----- Records supplied

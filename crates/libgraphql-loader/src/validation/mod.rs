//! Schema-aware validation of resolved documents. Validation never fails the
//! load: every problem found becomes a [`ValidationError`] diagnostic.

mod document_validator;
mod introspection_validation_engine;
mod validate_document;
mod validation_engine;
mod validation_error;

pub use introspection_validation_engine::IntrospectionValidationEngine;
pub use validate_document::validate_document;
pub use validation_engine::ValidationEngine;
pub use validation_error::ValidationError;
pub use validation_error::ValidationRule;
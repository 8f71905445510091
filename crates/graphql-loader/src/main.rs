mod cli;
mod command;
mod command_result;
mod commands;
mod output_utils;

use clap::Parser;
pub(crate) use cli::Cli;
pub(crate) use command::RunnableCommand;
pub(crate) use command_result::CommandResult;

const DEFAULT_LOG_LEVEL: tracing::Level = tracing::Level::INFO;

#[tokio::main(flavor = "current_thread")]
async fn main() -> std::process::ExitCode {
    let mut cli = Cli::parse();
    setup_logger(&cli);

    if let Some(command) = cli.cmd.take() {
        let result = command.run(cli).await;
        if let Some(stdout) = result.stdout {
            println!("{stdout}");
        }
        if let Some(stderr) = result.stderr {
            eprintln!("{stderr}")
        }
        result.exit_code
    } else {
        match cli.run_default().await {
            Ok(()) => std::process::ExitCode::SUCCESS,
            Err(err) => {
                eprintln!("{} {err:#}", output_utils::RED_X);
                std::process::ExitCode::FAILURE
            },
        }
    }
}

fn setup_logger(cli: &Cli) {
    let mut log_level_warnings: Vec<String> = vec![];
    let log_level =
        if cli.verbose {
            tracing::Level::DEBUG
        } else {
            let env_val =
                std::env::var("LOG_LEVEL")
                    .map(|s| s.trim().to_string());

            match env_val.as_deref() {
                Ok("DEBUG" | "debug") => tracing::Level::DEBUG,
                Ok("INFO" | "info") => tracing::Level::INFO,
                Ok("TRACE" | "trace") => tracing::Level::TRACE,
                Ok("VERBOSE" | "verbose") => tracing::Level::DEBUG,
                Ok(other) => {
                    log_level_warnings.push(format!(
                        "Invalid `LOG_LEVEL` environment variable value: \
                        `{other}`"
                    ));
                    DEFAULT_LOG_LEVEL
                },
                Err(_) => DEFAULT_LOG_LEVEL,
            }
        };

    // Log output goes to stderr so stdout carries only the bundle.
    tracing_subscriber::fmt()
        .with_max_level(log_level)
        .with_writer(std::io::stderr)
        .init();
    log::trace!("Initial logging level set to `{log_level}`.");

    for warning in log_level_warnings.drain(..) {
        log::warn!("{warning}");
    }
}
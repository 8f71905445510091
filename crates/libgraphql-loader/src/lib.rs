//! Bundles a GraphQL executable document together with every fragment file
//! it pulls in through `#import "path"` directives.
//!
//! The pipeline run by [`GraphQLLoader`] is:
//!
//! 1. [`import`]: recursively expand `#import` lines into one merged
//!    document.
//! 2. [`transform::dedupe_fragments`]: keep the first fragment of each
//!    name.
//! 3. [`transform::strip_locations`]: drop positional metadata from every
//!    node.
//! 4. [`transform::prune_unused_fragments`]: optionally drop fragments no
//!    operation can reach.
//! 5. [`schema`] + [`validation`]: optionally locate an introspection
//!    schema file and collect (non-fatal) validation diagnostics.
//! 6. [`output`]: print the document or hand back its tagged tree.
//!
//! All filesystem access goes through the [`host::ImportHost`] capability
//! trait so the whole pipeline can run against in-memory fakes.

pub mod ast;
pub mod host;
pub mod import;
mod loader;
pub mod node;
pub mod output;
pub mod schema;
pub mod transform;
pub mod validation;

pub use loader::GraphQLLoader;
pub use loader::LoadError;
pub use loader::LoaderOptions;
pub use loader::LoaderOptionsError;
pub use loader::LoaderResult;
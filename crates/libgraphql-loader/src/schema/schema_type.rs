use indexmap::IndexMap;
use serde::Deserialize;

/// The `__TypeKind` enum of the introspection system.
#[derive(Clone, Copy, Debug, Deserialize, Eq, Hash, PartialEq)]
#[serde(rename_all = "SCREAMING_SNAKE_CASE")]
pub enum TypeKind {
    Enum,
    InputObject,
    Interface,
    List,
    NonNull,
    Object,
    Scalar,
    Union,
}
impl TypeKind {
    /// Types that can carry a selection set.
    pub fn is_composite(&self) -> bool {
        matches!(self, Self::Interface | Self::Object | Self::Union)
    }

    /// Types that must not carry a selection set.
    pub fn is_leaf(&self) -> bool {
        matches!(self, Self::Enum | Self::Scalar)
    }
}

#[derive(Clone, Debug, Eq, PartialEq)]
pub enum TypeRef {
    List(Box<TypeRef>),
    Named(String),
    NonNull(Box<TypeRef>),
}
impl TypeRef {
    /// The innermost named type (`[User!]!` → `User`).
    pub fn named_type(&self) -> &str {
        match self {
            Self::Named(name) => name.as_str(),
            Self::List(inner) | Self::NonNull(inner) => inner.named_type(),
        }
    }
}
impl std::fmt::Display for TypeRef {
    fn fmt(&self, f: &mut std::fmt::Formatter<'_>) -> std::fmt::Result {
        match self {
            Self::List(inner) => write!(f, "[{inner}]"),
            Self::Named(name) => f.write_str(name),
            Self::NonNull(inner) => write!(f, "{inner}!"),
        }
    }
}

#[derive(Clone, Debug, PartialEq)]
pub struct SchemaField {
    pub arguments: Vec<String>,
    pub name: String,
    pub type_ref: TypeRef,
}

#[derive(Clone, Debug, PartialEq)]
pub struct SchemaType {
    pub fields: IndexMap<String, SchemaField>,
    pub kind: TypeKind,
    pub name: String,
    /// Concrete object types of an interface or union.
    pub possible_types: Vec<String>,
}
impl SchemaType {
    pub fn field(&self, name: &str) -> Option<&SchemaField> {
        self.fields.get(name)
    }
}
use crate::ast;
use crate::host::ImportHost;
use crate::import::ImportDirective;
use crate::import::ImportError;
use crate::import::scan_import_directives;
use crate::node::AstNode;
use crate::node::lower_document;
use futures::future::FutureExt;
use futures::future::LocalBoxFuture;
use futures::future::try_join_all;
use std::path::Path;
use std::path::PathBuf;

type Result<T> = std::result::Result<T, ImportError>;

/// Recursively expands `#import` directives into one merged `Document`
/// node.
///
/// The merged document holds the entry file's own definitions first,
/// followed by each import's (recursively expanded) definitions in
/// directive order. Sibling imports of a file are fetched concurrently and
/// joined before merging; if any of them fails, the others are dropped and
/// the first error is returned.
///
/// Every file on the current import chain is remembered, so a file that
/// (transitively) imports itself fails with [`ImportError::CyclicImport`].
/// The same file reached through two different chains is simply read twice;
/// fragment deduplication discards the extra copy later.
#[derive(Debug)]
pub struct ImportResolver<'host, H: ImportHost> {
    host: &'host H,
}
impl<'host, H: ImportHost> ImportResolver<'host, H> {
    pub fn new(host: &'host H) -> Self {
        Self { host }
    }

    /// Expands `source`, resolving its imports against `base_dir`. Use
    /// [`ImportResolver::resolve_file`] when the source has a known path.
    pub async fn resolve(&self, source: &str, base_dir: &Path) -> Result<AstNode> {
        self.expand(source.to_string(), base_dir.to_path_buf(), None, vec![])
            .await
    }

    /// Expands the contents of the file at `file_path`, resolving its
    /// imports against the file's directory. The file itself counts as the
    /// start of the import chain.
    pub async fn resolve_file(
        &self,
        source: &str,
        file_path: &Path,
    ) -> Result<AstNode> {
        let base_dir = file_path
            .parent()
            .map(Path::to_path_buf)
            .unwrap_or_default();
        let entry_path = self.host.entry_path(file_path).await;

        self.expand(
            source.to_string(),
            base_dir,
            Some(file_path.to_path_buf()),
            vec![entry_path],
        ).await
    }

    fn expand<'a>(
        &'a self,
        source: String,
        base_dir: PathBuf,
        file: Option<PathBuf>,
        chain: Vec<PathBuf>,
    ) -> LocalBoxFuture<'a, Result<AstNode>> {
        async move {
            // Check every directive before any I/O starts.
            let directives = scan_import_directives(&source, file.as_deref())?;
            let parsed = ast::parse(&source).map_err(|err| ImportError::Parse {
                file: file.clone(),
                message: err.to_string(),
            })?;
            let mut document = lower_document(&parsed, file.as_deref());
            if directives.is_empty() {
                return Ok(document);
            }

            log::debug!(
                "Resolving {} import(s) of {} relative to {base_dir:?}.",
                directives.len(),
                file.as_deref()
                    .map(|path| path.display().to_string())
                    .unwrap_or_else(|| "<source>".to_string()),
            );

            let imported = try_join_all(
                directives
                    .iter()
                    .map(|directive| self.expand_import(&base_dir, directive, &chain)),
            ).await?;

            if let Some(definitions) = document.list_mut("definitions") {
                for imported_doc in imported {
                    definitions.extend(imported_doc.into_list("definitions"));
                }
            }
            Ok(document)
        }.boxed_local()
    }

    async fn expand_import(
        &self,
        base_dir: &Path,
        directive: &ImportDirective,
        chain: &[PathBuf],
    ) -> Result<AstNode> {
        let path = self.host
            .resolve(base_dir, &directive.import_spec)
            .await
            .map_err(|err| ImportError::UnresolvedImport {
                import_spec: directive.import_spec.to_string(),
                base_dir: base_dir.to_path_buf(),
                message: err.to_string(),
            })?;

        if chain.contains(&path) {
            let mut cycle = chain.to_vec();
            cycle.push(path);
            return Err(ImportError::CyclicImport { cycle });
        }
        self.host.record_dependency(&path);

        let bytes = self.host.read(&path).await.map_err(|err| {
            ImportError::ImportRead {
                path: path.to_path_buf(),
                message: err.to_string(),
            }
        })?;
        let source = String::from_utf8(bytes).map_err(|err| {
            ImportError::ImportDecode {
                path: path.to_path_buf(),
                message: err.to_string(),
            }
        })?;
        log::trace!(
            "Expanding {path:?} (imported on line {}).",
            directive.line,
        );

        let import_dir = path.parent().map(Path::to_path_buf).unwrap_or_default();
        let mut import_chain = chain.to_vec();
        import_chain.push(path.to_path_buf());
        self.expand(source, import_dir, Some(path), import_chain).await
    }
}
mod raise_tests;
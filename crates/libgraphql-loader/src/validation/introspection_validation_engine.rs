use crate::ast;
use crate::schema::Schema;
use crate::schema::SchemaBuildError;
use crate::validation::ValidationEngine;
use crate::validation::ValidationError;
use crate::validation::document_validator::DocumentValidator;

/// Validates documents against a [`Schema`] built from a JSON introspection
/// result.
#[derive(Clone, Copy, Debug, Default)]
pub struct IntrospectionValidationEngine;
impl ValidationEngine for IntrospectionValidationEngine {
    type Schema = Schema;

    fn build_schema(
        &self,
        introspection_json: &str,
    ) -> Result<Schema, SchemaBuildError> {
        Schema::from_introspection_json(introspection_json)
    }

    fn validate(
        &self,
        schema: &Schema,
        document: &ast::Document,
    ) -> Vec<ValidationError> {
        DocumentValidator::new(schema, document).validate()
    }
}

----------

#### Task to carry out:
When a line above includes the word "stdout", please list that line.

#### Task answer:
        if let Some(stdout) = result.stdout {
            println!("{stdout}");
    // Log output goes to stderr so stdout carries only the bundle.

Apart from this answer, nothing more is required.